Pulling the plug would leave two options: Submit no American city for 2024 or make a last-minute switch.
Los Angeles — with an Olympic track record and an array of world-class venues — could be an easy solution, said individuals close to the situation who are not authorized to speak publicly.
“The Boston bid is in serious trouble,” said Jules Boykoff, a political science professor at Pacific University in Oregon who tracks Olympic affairs. “These next few weeks are so important.”
USOC and Los Angeles officials say they have not discussed — and will not comment on — the possibility of a switch. A Boston 2024 executive says his group remains confident as it presents a new plan to USOC directors.
“I know the board is curious,” said Richard Davey, the bid committee’s chief executive. “I don’t sense this is anything other than keeping our trusted partner informed and getting their advice.”
The U.S. has until mid-September to submit an application to the International Olympic Committee. After that, the process slows considerably, with almost two years of planning and presentations before the IOC selects a host in 2017.
That gives Boston officials a chance to fix their problems if they remain the candidate. Last week, USOC leaders took a first look at the revised bid plan and were encouraged, Davey said.
If nothing else, Boston might have bought itself time.
The bid committee has scrambled to rebound from early missteps that included a lack of communication with residents about the proposal’s details.
“Bostonians like to be heard early and often,” Davey said. “We did not get the ‘early’ part right but now we’re getting the ‘often’ part right.”
A recent poll by radio station WBUR showed only 39% of residents favor hosting the Games. Forty-nine percent were opposed.
Not that Olympic leaders expect overwhelming support with cities around the world becoming more sophisticated about the billions of dollars it costs to host the Games. Boykoff said: “The word is out — the Olympics aren’t the economic deal we were always told they would be.”
Still, the IOC prefers something around 70% approval.
“Ultimately, public support is very important,” said Michael Payne, a former IOC marketing director who also advised the successful London 2012 and Rio de Janeiro 2016 bids. “Two years from now, the IOC wants to know that a majority of the local population thinks hosting the Olympic Games is a good idea.”
London’s bid overcame early poll numbers that lingered around 50% by changing leadership and improving communication with residents. Boston appears to be taking similar steps.

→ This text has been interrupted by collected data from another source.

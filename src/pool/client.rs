use std::time::Duration;

use reqwest::{Client, Response, Url};
use tracing::debug;

use super::error::PoolError;
use super::types::{Platform, ReserveQuery, ReservedIdentity};
use crate::config::PoolConfig;

const DEFAULT_CONNECT_TIMEOUT: Duration = Duration::from_secs(10);
const DEFAULT_REQUEST_TIMEOUT: Duration = Duration::from_secs(60);

/// Single-attempt access to the user-pool service.
///
/// Retry policy lives in [`UserPool`](crate::reservation::UserPool); every
/// call here is exactly one request.
///
/// Futures are awaited on the caller's task and carry no `Send` bound, so
/// single-threaded mocks can implement the trait.
#[allow(async_fn_in_trait)]
pub trait PoolApi {
    /// `GET /reserve[/<platform>][?filter=<json>][&isLastCall=true]`
    async fn reserve(&self, query: &ReserveQuery) -> Result<ReservedIdentity, PoolError>;

    /// `GET /release/<platform>/<email>`
    async fn release(&self, platform: Platform, email: &str) -> Result<(), PoolError>;
}

pub struct PoolHttpClient {
    client: Client,
    base_url: Url,
    token: String,
}

impl PoolHttpClient {
    pub fn new(base_url: &str, token: String) -> Result<Self, PoolError> {
        Self::with_timeouts(base_url, token, DEFAULT_CONNECT_TIMEOUT, DEFAULT_REQUEST_TIMEOUT)
    }

    pub fn with_timeouts(
        base_url: &str,
        token: String,
        connect_timeout: Duration,
        timeout: Duration,
    ) -> Result<Self, PoolError> {
        let parsed =
            Url::parse(base_url).map_err(|e| PoolError::InvalidUrl(format!("{base_url}: {e}")))?;
        if parsed.cannot_be_a_base() {
            return Err(PoolError::InvalidUrl(base_url.to_string()));
        }
        let client = Client::builder()
            .connect_timeout(connect_timeout)
            .timeout(timeout)
            .build()?;
        Ok(Self {
            client,
            base_url: parsed,
            token,
        })
    }

    pub fn from_config(config: &PoolConfig) -> Result<Self, PoolError> {
        Self::with_timeouts(
            &config.base_url,
            config.token.clone(),
            config.connect_timeout(),
            config.request_timeout(),
        )
    }

    /// Append percent-encoded path segments to the base URL.
    fn url(&self, segments: &[&str]) -> Result<Url, PoolError> {
        let mut url = self.base_url.clone();
        {
            let mut path = url
                .path_segments_mut()
                .map_err(|_| PoolError::InvalidUrl(self.base_url.to_string()))?;
            path.pop_if_empty().extend(segments);
        }
        Ok(url)
    }

    async fn get(&self, url: Url) -> Result<Response, PoolError> {
        debug!(url = %url, "user-pool request");
        let response = self
            .client
            .get(url)
            .bearer_auth(&self.token)
            .send()
            .await?;

        let status = response.status();
        if !status.is_success() {
            let message = response
                .text()
                .await
                .unwrap_or_else(|_| "unknown error".to_string());
            return Err(PoolError::Api {
                status: status.as_u16(),
                message,
            });
        }

        Ok(response)
    }
}

impl PoolApi for PoolHttpClient {
    async fn reserve(&self, query: &ReserveQuery) -> Result<ReservedIdentity, PoolError> {
        let mut url = self.url(&query.path_segments())?;
        let pairs = query.query_pairs();
        if !pairs.is_empty() {
            url.query_pairs_mut()
                .extend_pairs(pairs.iter().map(|(key, value)| (*key, value.as_str())));
        }

        let body = self.get(url).await?.text().await?;
        serde_json::from_str(&body).map_err(|e| PoolError::Parse(e.to_string()))
    }

    async fn release(&self, platform: Platform, email: &str) -> Result<(), PoolError> {
        let url = self.url(&["release", platform.as_str(), email])?;
        self.get(url).await?;
        Ok(())
    }
}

Construction magnate John Fish stepped down as chairman of the bid committee in May, giving way to Steve Pagliuca, co-owner of the Celtics. More recently, there has been an apparent strategic shift.
The WBUR poll showed 51% of respondents favor venues being spread across the state. Boston 2024 — which originally proposed a “walkable” Olympics — would still have as many as 25 venues clustered in the city but now has several potential sites in outlying areas.
Handball would be played in Worcester, fencing would be in Lowell and sailing events would be almost 60 miles away in the waters off New Bedford.
Opponents have not been entirely impressed.
“They’re certainly making efforts,” said Chris Dempsey, co-chair of a group called No Boston Olympics. “The question is, are they really addressing fundamental concerns with this bid?”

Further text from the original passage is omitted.